[Data for review Boundary: Start]
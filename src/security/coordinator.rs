//! Authentication coordinator
//!
//! [`AuthCoordinator`] is the public face of the gatekeeper. Application
//! code calls its guards before entering protected routes, and the login UI
//! calls [`login`](AuthCoordinator::login) and
//! [`cancel_login`](AuthCoordinator::cancel_login) with the user's answer.
//!
//! # State machine
//!
//! ```text
//!            guard fails: push + open flow
//!   IDLE ---------------------------------> COLLECTING --+
//!    ^                                          |        | guard fails again:
//!    |   login succeeds: close, replay batch    |        | push, flow already open
//!    +------------------------------------------+ <------+
//!    |   cancel_login: close, cancel batch,     |
//!    +---------- redirect to default -----------+
//! ```
//!
//! The coordinator owns the [`SessionState`], the [`RetryQueue`] and the
//! single optional [`LoginFlow`]. It registers one "item added" observer on
//! the queue that opens a flow unless one is already open, which is what
//! keeps the login prompt a singleton however many guards fail at once.

use std::sync::atomic::{AtomicU64, Ordering};
use std::sync::{Arc, Mutex};

use futures::future::BoxFuture;
use futures::FutureExt;

use crate::config::Config;
use crate::error::{GatekeeperError, Result};
use crate::security::backend::{AuthBackend, Credentials, HttpBackend};
use crate::security::flow::{FlowOutcome, LoginFlow, LoginUi};
use crate::security::lock;
use crate::security::navigation::Navigator;
use crate::security::retry_queue::{RetryQueue, RetryReason};
use crate::security::session::{Identity, SessionState};

/// Default location used when none is configured or requested.
pub const DEFAULT_REDIRECT_PATH: &str = "/";

/// What a guard demands of the session.
#[derive(Debug, Clone, Copy, PartialEq, Eq)]
enum Requirement {
    Authenticated,
    Admin,
}

impl Requirement {
    fn is_met(&self, session: &SessionState) -> bool {
        match self {
            Requirement::Authenticated => session.is_authenticated(),
            Requirement::Admin => session.is_admin(),
        }
    }

    fn reason(&self) -> RetryReason {
        match self {
            Requirement::Authenticated => RetryReason::UnauthenticatedClient,
            Requirement::Admin => RetryReason::UnauthorizedClient,
        }
    }
}

/// Coordinates guards, the retry queue, the login flow and the session.
///
/// Always handled through an `Arc`: guards capture a clone so that their
/// continuations can re-run them after the coordinator's caller has moved
/// on.
///
/// # Examples
///
/// ```no_run
/// use std::sync::Arc;
/// use gatekeeper::config::Config;
/// use gatekeeper::security::{AuthCoordinator, ChannelLoginUi, MemoryNavigator};
///
/// # async fn example() -> gatekeeper::error::Result<()> {
/// let (ui, _prompts) = ChannelLoginUi::new();
/// let coordinator = AuthCoordinator::from_config(
///     &Config::default(),
///     Arc::new(ui),
///     Arc::new(MemoryNavigator::new("/")),
/// )?;
///
/// // Suspends until the user logs in through the prompt (or cancels it).
/// coordinator.require_authenticated_user().await?;
/// # Ok(())
/// # }
/// ```
pub struct AuthCoordinator {
    backend: Arc<dyn AuthBackend>,
    ui: Arc<dyn LoginUi>,
    navigator: Arc<dyn Navigator>,
    default_path: String,
    session: Mutex<SessionState>,
    queue: RetryQueue,
    flow: Mutex<Option<LoginFlow>>,
    next_flow_id: AtomicU64,
}

impl std::fmt::Debug for AuthCoordinator {
    fn fmt(&self, f: &mut std::fmt::Formatter<'_>) -> std::fmt::Result {
        let session = lock(&self.session).clone();
        let flow = lock(&self.flow).clone();
        f.debug_struct("AuthCoordinator")
            .field("default_path", &self.default_path)
            .field("session", &session)
            .field("queue", &self.queue)
            .field("flow", &flow)
            .finish_non_exhaustive()
    }
}

impl AuthCoordinator {
    /// Creates a coordinator with an empty session and no open flow.
    ///
    /// # Arguments
    ///
    /// * `backend` - Login/logout/current-user endpoints.
    /// * `ui` - Renders the login prompt.
    /// * `navigator` - Moves the application after cancel and logout.
    /// * `default_path` - Where cancel and logout land by default.
    pub fn new(
        backend: Arc<dyn AuthBackend>,
        ui: Arc<dyn LoginUi>,
        navigator: Arc<dyn Navigator>,
        default_path: impl Into<String>,
    ) -> Arc<Self> {
        let coordinator = Arc::new(Self {
            backend,
            ui,
            navigator,
            default_path: default_path.into(),
            session: Mutex::new(SessionState::new()),
            queue: RetryQueue::new(),
            flow: Mutex::new(None),
            next_flow_id: AtomicU64::new(1),
        });

        let weak = Arc::downgrade(&coordinator);
        coordinator.queue.set_item_added_handler(move || {
            if let Some(coordinator) = weak.upgrade() {
                coordinator.open_flow_for_pending();
            }
        });

        coordinator
    }

    /// Creates a coordinator backed by [`HttpBackend`] as configured.
    ///
    /// # Errors
    ///
    /// Returns [`GatekeeperError::Config`] if the backend URL is invalid.
    pub fn from_config(
        config: &Config,
        ui: Arc<dyn LoginUi>,
        navigator: Arc<dyn Navigator>,
    ) -> Result<Arc<Self>> {
        let backend = HttpBackend::new(&config.backend)?;
        Ok(Self::new(
            Arc::new(backend),
            ui,
            navigator,
            config.navigation.default_path.clone(),
        ))
    }

    // -----------------------------------------------------------------------
    // Information for the UI
    // -----------------------------------------------------------------------

    /// Reason of the first operation waiting on a login, if any.
    pub fn login_reason(&self) -> Option<RetryReason> {
        self.queue.retry_reason()
    }

    /// Snapshot of the known identity.
    pub fn current_user(&self) -> Option<Identity> {
        lock(&self.session).identity().cloned()
    }

    pub fn is_authenticated(&self) -> bool {
        lock(&self.session).is_authenticated()
    }

    pub fn is_admin(&self) -> bool {
        lock(&self.session).is_admin()
    }

    /// `true` while a login flow is open.
    pub fn is_login_open(&self) -> bool {
        lock(&self.flow).is_some()
    }

    /// Number of guarded operations waiting on the current flow.
    pub fn pending_count(&self) -> usize {
        self.queue.len()
    }

    // -----------------------------------------------------------------------
    // Login flow
    // -----------------------------------------------------------------------

    /// Opens the login flow.
    ///
    /// # Returns
    ///
    /// `true` if a flow was opened, `false` if one was already open.
    pub fn show_login(&self) -> bool {
        let mut flow = lock(&self.flow);
        self.open_flow(&mut flow)
    }

    /// Opens a flow if entries are waiting and none is open.
    ///
    /// The queue is checked under the flow lock, so an entry drained by a
    /// closing flow cannot open a new one.
    fn open_flow_for_pending(&self) {
        let mut flow = lock(&self.flow);
        if flow.is_none() && self.queue.has_more() {
            self.open_flow(&mut flow);
        }
    }

    fn open_flow(&self, flow: &mut Option<LoginFlow>) -> bool {
        if let Some(open) = flow.as_ref() {
            tracing::debug!(flow_id = open.id(), "Login flow already open");
            return false;
        }

        let opened = LoginFlow::open(
            self.next_flow_id.fetch_add(1, Ordering::SeqCst),
            self.queue.retry_reason(),
        );
        tracing::info!(
            flow_id = opened.id(),
            reason = ?opened.reason(),
            "Opening login flow"
        );
        self.ui.show(&opened);
        *flow = Some(opened);
        true
    }

    /// Submits credentials to the backend.
    ///
    /// The session is replaced with whatever identity the backend returns.
    /// If that makes the user authenticated, the open flow (if any) closes
    /// as a success and every waiting guard is replayed.
    ///
    /// # Returns
    ///
    /// `true` if the user is now authenticated, `false` if the backend
    /// answered without a user (bad credentials). The flow stays open in
    /// the latter case.
    ///
    /// # Errors
    ///
    /// Returns the backend error unchanged. Neither the session nor the
    /// retry queue is touched.
    pub async fn login(&self, credentials: &Credentials) -> Result<bool> {
        let identity = self.backend.login(credentials).await?;
        let authenticated = {
            let mut session = lock(&self.session);
            session.update(identity);
            session.is_authenticated()
        };

        if authenticated {
            tracing::info!(email = %credentials.email, "Login succeeded");
            self.close_login_flow(FlowOutcome::Success);
        } else {
            tracing::warn!(email = %credentials.email, "Login rejected by backend");
        }
        Ok(authenticated)
    }

    /// Abandons the login flow.
    ///
    /// Every waiting guard resolves with [`GatekeeperError::Cancelled`] and
    /// the application is sent to the default location. Also navigates
    /// there when no flow was open.
    pub fn cancel_login(&self) {
        if !self.close_login_flow(FlowOutcome::Cancelled) {
            self.navigator.redirect(&self.default_path);
        }
    }

    /// Ends the session on the backend, then locally.
    ///
    /// The retry queue is left alone: guards waiting on an open flow keep
    /// waiting for it.
    ///
    /// # Arguments
    ///
    /// * `redirect_to` - Where to go afterwards, handed to the navigator
    ///   as given; the default location when `None`.
    ///
    /// # Errors
    ///
    /// Returns the backend error if logout fails. The session is kept and
    /// nothing is navigated.
    pub async fn logout(&self, redirect_to: Option<&str>) -> Result<()> {
        self.backend.logout().await?;
        lock(&self.session).clear();
        tracing::info!("Logged out");
        self.navigator.redirect(redirect_to.unwrap_or(&self.default_path));
        Ok(())
    }

    /// Closes the open flow with `outcome` and settles everything queued
    /// on it.
    ///
    /// The flow slot is cleared and the queue drained under the flow lock,
    /// so a guard failing meanwhile is either part of this batch or starts
    /// the next flow. The batch is settled after the lock is released.
    ///
    /// Returns `false` if no flow was open.
    fn close_login_flow(&self, outcome: FlowOutcome) -> bool {
        let batch = {
            let mut slot = lock(&self.flow);
            let Some(flow) = slot.take() else {
                return false;
            };
            let batch = self.queue.take_batch();
            tracing::info!(
                flow_id = flow.id(),
                ?outcome,
                waiting = batch.len(),
                open_ms = flow.elapsed().num_milliseconds(),
                "Login flow closed"
            );
            self.ui.dismiss(&flow, outcome);
            batch
        };

        match outcome {
            FlowOutcome::Success => {
                batch.retry();
            }
            FlowOutcome::Cancelled => {
                batch.cancel();
                self.navigator.redirect(&self.default_path);
            }
        }
        true
    }

    // -----------------------------------------------------------------------
    // Guards
    // -----------------------------------------------------------------------

    /// Resolves once a user is logged in.
    ///
    /// Resolves immediately when the session (or a fresh lookup) shows a
    /// user. Otherwise the check is deferred with reason
    /// `unauthenticated-client`, a login flow is raised if none is open,
    /// and the returned future waits until that flow resolves.
    ///
    /// # Errors
    ///
    /// Returns the lookup error if the backend cannot be reached, or
    /// [`GatekeeperError::Cancelled`] if the login flow is abandoned.
    pub fn require_authenticated_user(self: &Arc<Self>) -> BoxFuture<'static, Result<()>> {
        self.require(Requirement::Authenticated)
    }

    /// Resolves once an administrator is logged in.
    ///
    /// Same as [`require_authenticated_user`](Self::require_authenticated_user)
    /// with reason `unauthorized-client`.
    ///
    /// # Errors
    ///
    /// Returns the lookup error if the backend cannot be reached, or
    /// [`GatekeeperError::Cancelled`] if the login flow is abandoned.
    pub fn require_admin_user(self: &Arc<Self>) -> BoxFuture<'static, Result<()>> {
        self.require(Requirement::Admin)
    }

    fn require(self: &Arc<Self>, requirement: Requirement) -> BoxFuture<'static, Result<()>> {
        let coordinator = Arc::clone(self);
        async move {
            let session = coordinator.request_current_user().await?;
            if requirement.is_met(&session) {
                return Ok(());
            }

            let reason = requirement.reason();
            tracing::debug!(%reason, "Guard failed; deferring");
            let retry = Arc::clone(&coordinator);
            coordinator
                .queue
                .push_retry_fn(reason, move || retry.require(requirement))
                .await
        }
        .boxed()
    }

    /// Returns the session, probing the backend unless a user is known.
    ///
    /// # Errors
    ///
    /// Returns the backend error if the lookup fails; nothing is queued.
    pub async fn request_current_user(&self) -> Result<SessionState> {
        let cached = {
            let session = lock(&self.session);
            session.is_authenticated().then(|| session.clone())
        };
        if let Some(session) = cached {
            return Ok(session);
        }

        let identity = self.backend.current_user().await?;
        let mut session = lock(&self.session);
        session.update(identity);
        Ok(session.clone())
    }

    /// Picks up a session left over from a previous run.
    ///
    /// Lookup failures are logged and otherwise ignored: nobody is waiting
    /// on this call, and the next guard looks up again.
    pub async fn restore_session(&self) {
        match self.request_current_user().await {
            Ok(session) => match session.identity() {
                Some(identity) => {
                    tracing::info!(user = %identity.display_name(), "Restored session")
                }
                None => tracing::debug!("No previous session"),
            },
            Err(e) => tracing::warn!("Could not restore session: {e}"),
        }
    }
}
[Data for review Boundary: End]
§ What this task involves
Find the word "async" in the entries and show each line where it is found.

§ Expected answer
/// # async fn example() -> gatekeeper::error::Result<()> {
    pub async fn login(&self, credentials: &Credentials) -> Result<bool> {
    pub async fn logout(&self, redirect_to: Option<&str>) -> Result<()> {
        async move {
    pub async fn request_current_user(&self) -> Result<SessionState> {
    pub async fn restore_session(&self) {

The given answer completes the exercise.